Upton remained in the game Sunday and scored when Miguel Montero followed the beaning with a double. Shortly thereafter, Upton began experiencing nausea and he did not go out to right field for the start of the second inning.
D-backs team physician Michael Lee said after the game that Upton passed the neurological tests that were administered and that Upton had also gone through a CT scan, which did not show any problems.
Upton took an ImPACT neurological test Monday afternoon to determine if there are any lingering effects. Each player undergoes the test during Spring Training to form a baseline result that can be compared to in cases like this.
In an original lineup emailed out by the team, Upton was in the lineup, but after batting practice concluded, the team emailed out another lineup, this one without Upton in it. A team official declined to comment on the results of the ImPACT test, saying that Upton was given an extra day off as a precaution.
"I feel fine," Upton told reporters before batting practice. "I'm going out and doing my regular pregame routine so we'll see how it goes. I always say I can play. I don't see why not. We'll see what [manager Kirk Gibson] thinks. Obviously it's more important for me to be playing on Saturday than it is now, so we'll see what he thinks and go from there."

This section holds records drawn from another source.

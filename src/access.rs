//! The operators allowed to use a shop's ledger and what each of them may do.
//!
//! The list comes from `config.json`. An empty list turns access control off: every action is
//! allowed and nothing is attributed.

use serde::{Deserialize, Serialize};
use std::fmt::{self, Debug, Display, Formatter};
use subtle::ConstantTimeEq;
use tracing::{debug, warn};

#[derive(Default, Debug, Clone, Copy, Eq, PartialEq, Hash, Serialize, Deserialize)]
#[serde(rename_all = "snake_case")]
pub enum Role {
    Admin,
    #[default]
    Employee,
}

serde_plain::derive_display_from_serialize!(Role);
serde_plain::derive_fromstr_from_deserialize!(Role);

/// A person who may record entries.
#[derive(Clone, Eq, PartialEq, Serialize, Deserialize)]
pub struct Operator {
    pub name: String,
    pub pin: String,
    #[serde(default)]
    pub role: Role,
}

impl Debug for Operator {
    fn fmt(&self, f: &mut Formatter<'_>) -> fmt::Result {
        f.debug_struct("Operator")
            .field("name", &self.name)
            .field("pin", &"****")
            .field("role", &self.role)
            .finish()
    }
}

/// Actions that are restricted to some roles.
#[derive(Debug, Clone, Copy, Eq, PartialEq)]
pub enum Permission {
    /// Add, remove or adjust the transactions of a day, or enter non-payroll fixed expenses.
    Record,
    /// Payroll, the default opening float and closing the month.
    Administer,
}

impl Display for Permission {
    fn fmt(&self, f: &mut Formatter<'_>) -> fmt::Result {
        match self {
            Permission::Record => f.write_str("record entries"),
            Permission::Administer => f.write_str("administer the month"),
        }
    }
}

/// The credentials an operator presents.
#[derive(Debug, Clone, Copy)]
pub struct Credentials<'a> {
    pub name: &'a str,
    pub pin: &'a str,
}

pub enum AccessError {
    /// The list is not empty and no credentials were given.
    Missing,
    /// No operator matches the name and PIN.
    Invalid,
    /// The operator is known but their role does not allow the action.
    Denied {
        name: String,
        permission: Permission,
    },
}

impl Debug for AccessError {
    fn fmt(&self, f: &mut Formatter<'_>) -> fmt::Result {
        Display::fmt(self, f)
    }
}

impl Display for AccessError {
    fn fmt(&self, f: &mut Formatter<'_>) -> fmt::Result {
        match self {
            AccessError::Missing => f.write_str("an operator name and PIN are required"),
            AccessError::Invalid => f.write_str("unknown operator or wrong PIN"),
            AccessError::Denied { name, permission } => {
                write!(f, "{name} is not allowed to {permission}")
            }
        }
    }
}

impl std::error::Error for AccessError {}

/// The configured operators.
#[derive(Debug, Clone, Default, Eq, PartialEq)]
pub struct AccessList {
    operators: Vec<Operator>,
}

impl AccessList {
    pub fn new(operators: Vec<Operator>) -> Self {
        Self { operators }
    }

    pub fn is_open(&self) -> bool {
        self.operators.is_empty()
    }

    pub fn operators(&self) -> &[Operator] {
        &self.operators
    }

    /// Finds the operator with `name` whose PIN matches. Names compare case-insensitively; PINs are
    /// compared in constant time and every operator is checked, so the time taken does not reveal
    /// which part was wrong.
    pub fn authenticate(&self, credentials: Credentials<'_>) -> Option<&Operator> {
        let name = credentials.name.trim();
        let mut found = None;
        for operator in &self.operators {
            let pin_ok: bool = operator
                .pin
                .as_bytes()
                .ct_eq(credentials.pin.as_bytes())
                .into();
            if pin_ok && operator.name.eq_ignore_ascii_case(name) && found.is_none() {
                found = Some(operator);
            }
        }
        found
    }

    /// Checks that `credentials` allow `permission`. Returns the name to record as `createdBy`,
    /// which is `None` when access control is off.
    pub fn authorize(
        &self,
        credentials: Option<Credentials<'_>>,
        permission: Permission,
    ) -> Result<Option<String>, AccessError> {
        if self.is_open() {
            return Ok(None);
        }
        let credentials = credentials.ok_or(AccessError::Missing)?;
        let Some(operator) = self.authenticate(credentials) else {
            warn!("Failed sign-in attempt for '{}'", credentials.name);
            return Err(AccessError::Invalid);
        };
        let allowed = match permission {
            Permission::Record => true,
            Permission::Administer => operator.role == Role::Admin,
        };
        if !allowed {
            return Err(AccessError::Denied {
                name: operator.name.clone(),
                permission,
            });
        }
        debug!("{} ({}) may {permission}", operator.name, operator.role);
        Ok(Some(operator.name.clone()))
    }
}
//! Types that represent the core data model, such as `Month`, `Day` and `Transaction`.
mod amount;
mod day;
mod fixed;
mod month;
mod transaction;

pub use amount::{Amount, AmountError};
pub use day::{is_valid_day_number, Day, FIRST_DAY, LAST_DAY};
pub use fixed::{
    BankObligation, DatedExpense, FixedCategory, FixedExpenses, FormalSupplierInvoice, LineItem,
    OccasionalSupplierPurchase, PayrollEntry, UtilityItem,
};
pub use month::Month;
pub use transaction::{Transaction, TransactionKind};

Saturday would be Game 1 of the National League Division Series.
Upton said it is the first time in his career that he has been hit in the head by a pitch, though he was hit in the head by a pickoff throw a few years ago.
"Any time a ball comes at your head, it's not exactly the funnest thing," he said. "We've gone through everything we have to go through. It's one of those things that happens in the game that you don't necessarily want to happen."